Check! I can now cross this anticipated and long-awaited-for trip off my bucket list. There are certain places/events I’ve wanted to attend in Missouri and this is one at the top of my list — Hermann’s Kristkindl Market.
Held on the first weekend of the month of December, the market features German food, decorations and ornaments from with artisans around the state and other vendors, such as you’ll see in this photo gallery of the day.
The drive is worth it. From any direction you approach Hermann, the view is delightful and the rolling hills full of “Century farms” and animals grazing. It’s idyllic at times.
Located on the gorgeous hilltop site of the Stone Hill Winery, it’s easy to see why this is such an attractive setting. The market is held in the heated Sherry House, which is the perfect venue.

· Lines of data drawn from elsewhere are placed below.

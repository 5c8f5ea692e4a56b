//! CLI entry point for the tile combination generator

use clap::Parser;
use tilecombo::io::cli::{Cli, ComboProcessor};
use tilecombo::io::configuration::DEFAULT_LOG_FILTER;

fn main() -> tilecombo::Result<()> {
    let cli = Cli::parse();

    env_logger::Builder::from_env(env_logger::Env::default().default_filter_or(DEFAULT_LOG_FILTER))
        .format_timestamp(None)
        .init();

    let processor = ComboProcessor::new(cli);
    processor.process()?;
    Ok(())
}
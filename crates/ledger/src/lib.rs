//! Ledger service interface for sealed-bid auctions.
//!
//! The auction logic never talks to a concrete ledger. It runs inside a
//! transaction and sees the ledger through the [`Ledger`] trait:
//!
//! - **Public state**: key/value records readable by every participant
//! - **Private data**: per-organization collections readable only by peers of
//!   that organization, with a public, tamper-evident hash of every entry
//! - **Identity**: the authenticated caller and the organization of the peer
//!   executing the transaction
//! - **Approvers**: per-key sets of organizations that must endorse any later
//!   write to the key
//! - **Peer configuration**: a deployment document installed on each peer by
//!   its organization, out of reach of callers
//!
//! [`MemoryLedger`] is an in-memory implementation with per-organization peers,
//! multi-peer endorsement and first-committer-wins validation at commit time.

use std::collections::BTreeSet;

use auction_types::{Digest, Identity, OrgId};

pub mod error;
pub mod memory;

pub use error::LedgerError;
pub use memory::{MemoryLedger, StateKey, Stub, Transaction};

/// Transaction-scoped view of the ledger service.
///
/// Reads take `&mut self` because every read is recorded for validation at
/// commit time. Writes are buffered and only become visible to other callers
/// once the whole transaction commits.
pub trait Ledger {
    /// Id of the transaction being executed.
    fn tx_id(&self) -> &str;

    /// Organization of the peer executing the transaction.
    fn local_org(&self) -> &OrgId;

    /// Configuration document installed on the executing peer, if any.
    fn peer_config(&self) -> Option<&str>;

    /// Authenticated identity of the caller.
    fn caller_identity(&self) -> Result<Identity, LedgerError>;

    /// Read a public record.
    fn get_state(&mut self, key: &str) -> Result<Option<Vec<u8>>, LedgerError>;

    /// Write a public record.
    fn put_state(&mut self, key: &str, value: Vec<u8>) -> Result<(), LedgerError>;

    /// Read from `org`'s private collection. Only peers of `org` may do so.
    fn get_private(&mut self, org: &OrgId, key: &str) -> Result<Option<Vec<u8>>, LedgerError>;

    /// Write to `org`'s private collection. Only peers of `org` may do so.
    fn put_private(&mut self, org: &OrgId, key: &str, value: Vec<u8>) -> Result<(), LedgerError>;

    /// Public hash of the value stored in `org`'s private collection under `key`.
    fn private_commitment_ref(&mut self, org: &OrgId, key: &str) -> Result<Option<Digest>, LedgerError>;

    /// Organizations whose endorsement is required to write `key`.
    fn approvers(&mut self, key: &str) -> Result<BTreeSet<OrgId>, LedgerError>;

    /// Replace the approver set of `key`.
    fn set_approvers(&mut self, key: &str, orgs: BTreeSet<OrgId>) -> Result<(), LedgerError>;

    /// Add one organization to the approver set of `key`.
    fn add_approver(&mut self, key: &str, org: &OrgId) -> Result<(), LedgerError> {
        let mut orgs = self.approvers(key)?;
        if orgs.insert(org.clone()) {
            self.set_approvers(key, orgs)?;
        }
        Ok(())
    }
}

I particularly like that there are maybe 50 vendors or so, and it doesn’t overwhelm or make me feel as though there’s not time to see it all. I also found that the vendors were more than willing to talk about their goods and lifestyles.
Hermann’s Kristkindl Market
Artist Cheryl Cooper is from Perryville, Missouri, and said this is one venue she always loves to attend with her beautiful acrylic painted vintage items. A former art teacher, she has the ability to take an old item and freshen it up with original artwork. You may see her work at Cooper Crafts.
This adorable baby shoe has been adorned with a wintry scene by Cheryl Cooper, the artist mentioned above.
I was so tempted to buy this lovely basket, woven by Pat Moore of Pat’s Weaving and Chair Caning in New Haven, Missouri. She has been weaving since 1999, and particularly likes to find an old basket pattern and recreate it. Pat is also an instructor, so if you’re interested in learning how to weave or want a product from her eclectic line, call 636-667-1554.
These beautiful hand-painted ornaments come from Uzbekistan and are made by graduates of prestigious Russian art schools. More than 60 families make up the community that creates these lovely pieces of art, mirroring popular folk art styles.
Janet Buford, from Back Home Again, buys the lovely ornaments and other European items for her store on Schiller Street in Hermann, Back Home Again. Notice the lovely Polish hats hanging next to her.
Don Kruse and Dr. Petra DeWitt explained German customs revolving around the various ornaments and carved items at the booth that funds the local Deutscheim State Historic Site. Proceeds go to the site for extra budgetary items, such as speakers and events. I bought 2 smoking men, hand-carved in Germany, for family members. (They loved them!)
Born from a desire to create a gluten-free brittle, Anna’s Cashew Brittle fills the bill nicely and rather deliciously. You can check out their Facebook page for locations in and around Jefferson City, or to place an order. We nibbled on it during our drive home.
Fanta Eplee, of Beautiful Day Farms, used to be a bartender and now is a farmer and preserver of delicious flavors in jellies, jams and other preserves. I bought zucchini relish and it’s really good alongside meals. Some of her names for jellies reflect her bartending days — such as apple merlot jelly.
The Hayden Brothers combine talents to create beautifully turned wooden boxes and bowls, along with other items. Pictured are Dana, Mick and Jerry Hayden.
Joyce Cariedel makes gorgeous decorated gourds, in all sizes. You can see her work at her Facebook page.
No trip to Hermann is complete without buying a wurst to take home, and we bought the most popular Christmas-seller, a summer sausage from the Hermann Wurst Haus. The Wurst Haus also offers a restaurant in downtown Hermann, which is next on our list.
We ate lunch at the winery’s Vintage Restaurant, enjoying Schweineschnitzel and Sauerbraten, and sharing a dessert of apple strudel.
I wouldn’t wait as long as I did to see the Kristkindl Market, so you might want to mark it on your calendar early. It’ll take place at the same time next year. Visit Hermann’s visitor information site.